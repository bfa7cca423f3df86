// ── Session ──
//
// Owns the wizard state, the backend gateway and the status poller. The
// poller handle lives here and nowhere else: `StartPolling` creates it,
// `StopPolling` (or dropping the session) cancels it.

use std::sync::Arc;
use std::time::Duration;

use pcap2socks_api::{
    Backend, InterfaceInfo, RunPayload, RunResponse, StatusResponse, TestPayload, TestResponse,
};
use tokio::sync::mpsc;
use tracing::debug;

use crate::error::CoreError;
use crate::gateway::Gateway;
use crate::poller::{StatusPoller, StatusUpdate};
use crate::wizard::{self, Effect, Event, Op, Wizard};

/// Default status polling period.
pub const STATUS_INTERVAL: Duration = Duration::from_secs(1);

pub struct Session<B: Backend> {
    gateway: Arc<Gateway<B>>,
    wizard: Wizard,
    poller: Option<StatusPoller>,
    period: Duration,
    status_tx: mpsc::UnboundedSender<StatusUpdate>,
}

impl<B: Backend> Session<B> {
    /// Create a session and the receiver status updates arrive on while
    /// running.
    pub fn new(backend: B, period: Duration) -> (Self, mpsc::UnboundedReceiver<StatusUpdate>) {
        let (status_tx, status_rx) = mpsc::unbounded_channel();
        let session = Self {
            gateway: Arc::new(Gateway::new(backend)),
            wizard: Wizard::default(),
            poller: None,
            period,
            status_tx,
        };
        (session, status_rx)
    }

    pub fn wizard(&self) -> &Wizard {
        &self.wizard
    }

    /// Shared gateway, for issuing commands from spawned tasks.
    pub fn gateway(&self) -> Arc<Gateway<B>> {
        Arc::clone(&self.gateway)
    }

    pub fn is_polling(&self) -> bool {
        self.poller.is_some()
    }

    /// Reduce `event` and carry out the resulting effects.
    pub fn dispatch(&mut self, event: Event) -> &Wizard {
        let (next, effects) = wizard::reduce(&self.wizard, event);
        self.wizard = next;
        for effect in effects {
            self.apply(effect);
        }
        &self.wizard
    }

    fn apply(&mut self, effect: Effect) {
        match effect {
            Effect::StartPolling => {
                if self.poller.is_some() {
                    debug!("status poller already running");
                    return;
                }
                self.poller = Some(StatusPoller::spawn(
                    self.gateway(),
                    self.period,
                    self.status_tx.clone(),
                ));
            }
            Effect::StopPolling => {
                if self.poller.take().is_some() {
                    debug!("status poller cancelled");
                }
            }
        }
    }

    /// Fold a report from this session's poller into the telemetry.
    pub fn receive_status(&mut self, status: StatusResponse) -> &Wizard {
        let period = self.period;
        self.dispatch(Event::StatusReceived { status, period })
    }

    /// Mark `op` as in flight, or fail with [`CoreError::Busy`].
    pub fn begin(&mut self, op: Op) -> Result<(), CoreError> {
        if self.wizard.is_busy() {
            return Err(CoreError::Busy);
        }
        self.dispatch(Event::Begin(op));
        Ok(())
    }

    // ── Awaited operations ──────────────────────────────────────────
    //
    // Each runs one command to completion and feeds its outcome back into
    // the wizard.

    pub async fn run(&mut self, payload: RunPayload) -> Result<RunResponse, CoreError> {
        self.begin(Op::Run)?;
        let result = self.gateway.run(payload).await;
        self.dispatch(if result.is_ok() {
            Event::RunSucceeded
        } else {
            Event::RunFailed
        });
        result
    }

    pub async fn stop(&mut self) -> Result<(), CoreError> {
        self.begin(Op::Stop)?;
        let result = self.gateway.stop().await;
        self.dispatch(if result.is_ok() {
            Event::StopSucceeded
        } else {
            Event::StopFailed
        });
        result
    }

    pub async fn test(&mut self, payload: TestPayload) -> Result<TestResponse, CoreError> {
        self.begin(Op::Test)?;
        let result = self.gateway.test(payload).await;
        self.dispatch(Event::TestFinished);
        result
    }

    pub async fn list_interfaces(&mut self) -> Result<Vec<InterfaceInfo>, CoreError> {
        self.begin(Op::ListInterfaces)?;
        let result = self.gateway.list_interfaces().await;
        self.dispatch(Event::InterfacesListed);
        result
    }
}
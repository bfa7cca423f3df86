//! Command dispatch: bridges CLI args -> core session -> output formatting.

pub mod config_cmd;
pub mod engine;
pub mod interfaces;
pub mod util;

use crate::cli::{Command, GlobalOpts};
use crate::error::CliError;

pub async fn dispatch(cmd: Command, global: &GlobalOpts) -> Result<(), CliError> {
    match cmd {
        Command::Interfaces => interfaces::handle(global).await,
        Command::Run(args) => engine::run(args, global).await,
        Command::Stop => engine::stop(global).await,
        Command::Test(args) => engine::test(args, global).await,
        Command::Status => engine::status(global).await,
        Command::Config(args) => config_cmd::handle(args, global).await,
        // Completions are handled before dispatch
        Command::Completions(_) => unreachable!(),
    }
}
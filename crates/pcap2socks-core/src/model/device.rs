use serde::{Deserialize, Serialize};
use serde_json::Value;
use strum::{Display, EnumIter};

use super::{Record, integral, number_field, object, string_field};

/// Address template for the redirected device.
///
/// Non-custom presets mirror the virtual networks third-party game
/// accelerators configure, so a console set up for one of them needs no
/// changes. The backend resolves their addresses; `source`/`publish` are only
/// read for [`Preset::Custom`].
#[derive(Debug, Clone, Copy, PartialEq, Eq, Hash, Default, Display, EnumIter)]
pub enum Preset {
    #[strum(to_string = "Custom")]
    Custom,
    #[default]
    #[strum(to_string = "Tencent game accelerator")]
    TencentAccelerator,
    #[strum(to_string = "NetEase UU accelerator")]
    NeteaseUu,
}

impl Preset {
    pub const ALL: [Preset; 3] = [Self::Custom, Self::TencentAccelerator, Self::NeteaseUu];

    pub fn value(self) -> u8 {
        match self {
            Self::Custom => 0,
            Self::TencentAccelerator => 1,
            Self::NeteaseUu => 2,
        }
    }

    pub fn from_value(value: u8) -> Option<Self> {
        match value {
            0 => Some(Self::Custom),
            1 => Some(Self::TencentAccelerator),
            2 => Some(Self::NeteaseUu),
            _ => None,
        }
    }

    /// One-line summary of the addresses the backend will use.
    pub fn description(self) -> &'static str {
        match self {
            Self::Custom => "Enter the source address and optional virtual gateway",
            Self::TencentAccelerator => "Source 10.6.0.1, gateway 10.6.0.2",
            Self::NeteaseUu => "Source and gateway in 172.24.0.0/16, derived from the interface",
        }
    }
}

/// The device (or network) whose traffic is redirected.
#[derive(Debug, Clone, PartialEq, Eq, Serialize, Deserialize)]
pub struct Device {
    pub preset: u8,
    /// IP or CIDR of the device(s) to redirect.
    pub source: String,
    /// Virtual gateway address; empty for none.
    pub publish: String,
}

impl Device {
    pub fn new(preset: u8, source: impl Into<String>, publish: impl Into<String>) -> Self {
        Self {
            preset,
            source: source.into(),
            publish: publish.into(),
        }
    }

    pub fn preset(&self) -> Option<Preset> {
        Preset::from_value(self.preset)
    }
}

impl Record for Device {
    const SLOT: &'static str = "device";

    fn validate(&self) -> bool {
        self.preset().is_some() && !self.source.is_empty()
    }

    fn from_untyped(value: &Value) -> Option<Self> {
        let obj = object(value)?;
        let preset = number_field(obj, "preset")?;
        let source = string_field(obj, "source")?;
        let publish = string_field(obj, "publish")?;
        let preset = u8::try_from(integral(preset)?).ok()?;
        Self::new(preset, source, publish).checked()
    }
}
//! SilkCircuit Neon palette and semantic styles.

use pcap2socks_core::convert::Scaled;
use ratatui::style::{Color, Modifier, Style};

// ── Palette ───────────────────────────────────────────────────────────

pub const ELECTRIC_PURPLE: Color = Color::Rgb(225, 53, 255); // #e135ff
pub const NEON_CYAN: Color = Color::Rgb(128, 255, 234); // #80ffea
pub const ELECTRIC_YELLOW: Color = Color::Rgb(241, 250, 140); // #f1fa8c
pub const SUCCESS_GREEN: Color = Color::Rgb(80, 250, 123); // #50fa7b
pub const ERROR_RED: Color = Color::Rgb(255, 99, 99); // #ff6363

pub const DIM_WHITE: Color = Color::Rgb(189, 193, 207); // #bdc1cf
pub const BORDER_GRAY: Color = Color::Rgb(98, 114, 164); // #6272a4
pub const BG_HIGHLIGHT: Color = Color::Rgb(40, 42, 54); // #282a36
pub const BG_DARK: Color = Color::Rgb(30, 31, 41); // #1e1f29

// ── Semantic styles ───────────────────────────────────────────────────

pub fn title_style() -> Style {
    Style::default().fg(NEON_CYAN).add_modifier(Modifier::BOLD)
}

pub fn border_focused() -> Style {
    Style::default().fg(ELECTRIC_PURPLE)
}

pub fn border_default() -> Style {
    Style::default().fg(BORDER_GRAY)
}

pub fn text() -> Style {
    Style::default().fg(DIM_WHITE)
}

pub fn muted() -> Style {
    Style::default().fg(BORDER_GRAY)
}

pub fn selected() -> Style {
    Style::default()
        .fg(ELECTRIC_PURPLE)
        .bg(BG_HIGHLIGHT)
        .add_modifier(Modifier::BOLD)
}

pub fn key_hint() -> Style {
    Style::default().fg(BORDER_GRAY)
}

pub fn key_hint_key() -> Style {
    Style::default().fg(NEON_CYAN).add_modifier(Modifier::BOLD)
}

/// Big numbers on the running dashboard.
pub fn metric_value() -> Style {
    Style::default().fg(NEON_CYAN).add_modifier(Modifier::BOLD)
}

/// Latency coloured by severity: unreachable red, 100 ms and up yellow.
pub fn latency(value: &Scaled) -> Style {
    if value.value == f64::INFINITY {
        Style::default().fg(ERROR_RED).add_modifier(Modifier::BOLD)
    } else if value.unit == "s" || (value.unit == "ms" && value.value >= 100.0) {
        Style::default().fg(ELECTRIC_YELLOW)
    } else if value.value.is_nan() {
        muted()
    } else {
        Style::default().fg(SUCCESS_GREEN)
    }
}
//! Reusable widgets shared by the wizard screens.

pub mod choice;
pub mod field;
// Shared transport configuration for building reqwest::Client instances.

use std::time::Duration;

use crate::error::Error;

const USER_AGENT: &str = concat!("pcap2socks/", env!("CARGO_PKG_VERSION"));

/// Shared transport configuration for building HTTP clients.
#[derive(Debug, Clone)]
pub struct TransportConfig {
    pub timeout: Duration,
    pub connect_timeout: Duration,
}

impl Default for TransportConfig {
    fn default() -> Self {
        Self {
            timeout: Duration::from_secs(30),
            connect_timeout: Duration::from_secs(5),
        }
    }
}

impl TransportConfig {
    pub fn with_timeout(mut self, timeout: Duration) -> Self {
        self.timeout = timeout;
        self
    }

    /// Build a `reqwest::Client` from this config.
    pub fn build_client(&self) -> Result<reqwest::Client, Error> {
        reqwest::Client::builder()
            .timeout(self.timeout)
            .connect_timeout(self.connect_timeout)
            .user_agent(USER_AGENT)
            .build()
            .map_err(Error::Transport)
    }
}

+ + +

(Aim of the exercise)
If a line in the records above has the word "strum", copy it.

(Solution for this task)
use strum::{Display, EnumIter};
    #[strum(to_string = "Custom")]
    #[strum(to_string = "Tencent game accelerator")]
    #[strum(to_string = "NetEase UU accelerator")]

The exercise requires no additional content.